Of course, all of this is much easier to do using SDG's Function annotation support (i.e. implementing and invoking your Function anyway).

Note that, when you invoke the Function, onRegion using the GemFire's FunctionService, or more conveniently with SDG's annotation support for Function Execution, like so:

@OnRegion("MyPartitionRegion")
interface MyPartitionRegionFunctions {

    @FunctionId("QueryPartitionRegion")
    <return-type> queryPartitionRegion(..);

}

Then..

Object resultSet = myPartitionRegionFunctions.queryPartitionRegion(..);

Then, the FunctionContext will be a RegionFunctionContext (because you executed the Function on the PR, which executes on all nodes in the cluster hosting the PR).

Additionally, you use the PartitionRegionHelper.getLocalDataForContext(:RegionFunctionContext) to get the local data set of the PR (i.e. the bucket, or just the shard of data in the entire PR (across all nodes) hosted by that node, which would be based your "custom" PartitionResolver).

You can then query to further qualify, or filter the data of interests. You can see that I queried (or further qualified) by idTwo, which was not part of the PartitionResolver implementation. Additionally, this would only be required in the (OQL) query predicate if you did not specify Keys in your Filter with the Execution (since, I think, that would take the entire "Key" (idOne & idTwo) into account, based on our properly implemented Object.equals() method of your ComplexKey class).

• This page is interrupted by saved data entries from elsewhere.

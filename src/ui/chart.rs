//! Chart slots and the chart models bound into them.
//!
//! A slot owns at most one chart. Binding a new chart always releases the
//! previous one first, so a slot can never hold two live instances.

use crate::models::{ContentType, DistributionSnapshot, TrendSeries};

/// Owning holder for the chart drawn in one dashboard area.
#[derive(Debug)]
pub struct ChartSlot<C> {
    name: &'static str,
    current: Option<C>,
    bound: u64,
    released: u64,
}

impl<C> ChartSlot<C> {
    pub fn new(name: &'static str) -> Self {
        Self {
            name,
            current: None,
            bound: 0,
            released: 0,
        }
    }

    /// Replace the bound chart, dropping the previous instance before the
    /// new one is stored.
    pub fn bind(&mut self, chart: C) {
        self.release();
        self.current = Some(chart);
        self.bound += 1;
        tracing::trace!(slot = self.name, bound = self.bound, "chart bound");
    }

    /// Drop the bound chart, if any.
    pub fn release(&mut self) {
        if let Some(old) = self.current.take() {
            drop(old);
            self.released += 1;
            tracing::trace!(slot = self.name, released = self.released, "chart released");
        }
    }

    pub fn get(&self) -> Option<&C> {
        self.current.as_ref()
    }

    pub fn is_bound(&self) -> bool {
        self.current.is_some()
    }

    /// Charts bound over the slot's lifetime.
    pub fn bound_count(&self) -> u64 {
        self.bound
    }

    /// Charts released over the slot's lifetime.
    pub fn released_count(&self) -> u64 {
        self.released
    }
}

// ── Trends line chart ────────────────────────────────────────────

/// Five per-type series plotted against day index.
#[derive(Debug, Clone, PartialEq)]
pub struct TrendsChart {
    pub days: u32,
    pub dates: Vec<String>,
    pub series: Vec<(ContentType, Vec<(f64, f64)>)>,
    pub y_max: f64,
}

impl TrendsChart {
    pub fn from_series(data: &TrendSeries, days: u32) -> Self {
        let series = ContentType::ALL
            .iter()
            .map(|&ct| {
                let points = data
                    .counts(ct)
                    .iter()
                    .take(data.dates.len())
                    .enumerate()
                    .map(|(i, &v)| (i as f64, v))
                    .collect();
                (ct, points)
            })
            .collect();
        Self {
            days,
            dates: data.dates.clone(),
            series,
            // Leave headroom above the tallest point; keep a visible axis for all-zero data
            y_max: (data.max_count() * 1.1).max(1.0),
        }
    }

    pub fn x_max(&self) -> f64 {
        self.dates.len().saturating_sub(1).max(1) as f64
    }

    pub fn is_empty(&self) -> bool {
        self.dates.is_empty()
    }

    /// First, middle and last date labels for the x axis.
    pub fn x_labels(&self) -> Vec<String> {
        match self.dates.len() {
            0 => Vec::new(),
            1 => vec![self.dates[0].clone()],
            2 => self.dates.clone(),
            n => vec![
                self.dates[0].clone(),
                self.dates[n / 2].clone(),
                self.dates[n - 1].clone(),
            ],
        }
    }
}

// ── Distribution chart ───────────────────────────────────────────

/// Category shares, drawn as proportional bars.
#[derive(Debug, Clone, PartialEq)]
pub struct DistributionChart {
    pub snapshot: DistributionSnapshot,
}

impl DistributionChart {
    pub fn new(snapshot: DistributionSnapshot) -> Self {
        Self { snapshot }
    }

    /// `(type, count, percent)` for every slice, in category order.
    pub fn rows(&self) -> Vec<(ContentType, u64, f64)> {
        self.snapshot
            .slices
            .iter()
            .map(|&(ct, n)| (ct, n, self.snapshot.percent(n)))
            .collect()
    }
}

#[cfg(test)]
mod tests {
    use super::*;
    use std::cell::Cell;
    use std::rc::Rc;

    /// Counts live instances so tests can observe drops.
    struct Probe(Rc<Cell<i32>>);

    impl Probe {
        fn new(live: &Rc<Cell<i32>>) -> Self {
            live.set(live.get() + 1);
            Probe(Rc::clone(live))
        }
    }

    impl Drop for Probe {
        fn drop(&mut self) {
            self.0.set(self.0.get() - 1);
        }
    }

    // ── ChartSlot ─────────────────────────────────────────────────

    #[test]
    fn rebinding_twice_keeps_one_live_instance() {
        let live = Rc::new(Cell::new(0));
        let mut slot = ChartSlot::new("trends");

        slot.bind(Probe::new(&live));
        assert_eq!(live.get(), 1);

        slot.bind(Probe::new(&live));
        assert_eq!(live.get(), 1, "first chart must be dropped on rebind");
        assert_eq!(slot.bound_count(), 2);
        assert_eq!(slot.released_count(), 1);
        assert!(slot.is_bound());
    }

    #[test]
    fn release_empties_slot_once() {
        let live = Rc::new(Cell::new(0));
        let mut slot = ChartSlot::new("distribution");
        slot.bind(Probe::new(&live));
        slot.release();
        slot.release();
        assert_eq!(live.get(), 0);
        assert!(!slot.is_bound());
        assert_eq!(slot.released_count(), 1);
    }

    #[test]
    fn new_slot_is_empty() {
        let slot: ChartSlot<TrendsChart> = ChartSlot::new("trends");
        assert!(slot.get().is_none());
        assert_eq!(slot.bound_count(), 0);
    }

    // ── TrendsChart ───────────────────────────────────────────────

    fn series() -> TrendSeries {
        TrendSeries {
            dates: vec!["03-01".into(), "03-02".into(), "03-03".into()],
            novel_counts: vec![1.0, 5.0, 3.0],
            drama_counts: vec![2.0, 2.0, 10.0],
            ..Default::default()
        }
    }

    #[test]
    fn trends_chart_points_per_series() {
        let chart = TrendsChart::from_series(&series(), 7);
        assert_eq!(chart.series.len(), 5);
        assert_eq!(chart.series[0].0, ContentType::Novel);
        assert_eq!(chart.series[0].1, vec![(0.0, 1.0), (1.0, 5.0), (2.0, 3.0)]);
        // Missing series plot nothing
        assert!(chart.series[2].1.is_empty());
        assert!((chart.y_max - 11.0).abs() < 1e-9);
        assert_eq!(chart.x_max(), 2.0);
    }

    #[test]
    fn trends_chart_ignores_counts_past_last_date() {
        let mut data = series();
        data.news_counts = vec![1.0, 1.0, 1.0, 99.0];
        let chart = TrendsChart::from_series(&data, 7);
        assert_eq!(chart.series[3].1.len(), 3);
    }

    #[test]
    fn trends_chart_x_labels() {
        let chart = TrendsChart::from_series(&series(), 7);
        assert_eq!(chart.x_labels(), vec!["03-01", "03-02", "03-03"]);
        let empty = TrendsChart::from_series(&TrendSeries::default(), 30);
        assert!(empty.is_empty());
        assert!(empty.x_labels().is_empty());
        assert_eq!(empty.y_max, 1.0);
    }

    // ── DistributionChart ─────────────────────────────────────────

    #[test]
    fn distribution_rows_with_percentages() {
        let chart = DistributionChart::new(DistributionSnapshot {
            slices: vec![(ContentType::Novel, 3), (ContentType::News, 1)],
        });
        let rows = chart.rows();
        assert_eq!(rows[0], (ContentType::Novel, 3, 75.0));
        assert_eq!(rows[1], (ContentType::News, 1, 25.0));
    }
}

But, if you did not know the keys in advance and/or (especially if) you are using SD[G]'s Repositories, then the ComplexKey would be part of your application domain abject, which you could then Index, and query on (as shown above: identifier.idTwo = ?).

Hope this helps!

NOTE: I have not test any of this, but hopefully it will point you in the right direction and/or give you further ideas.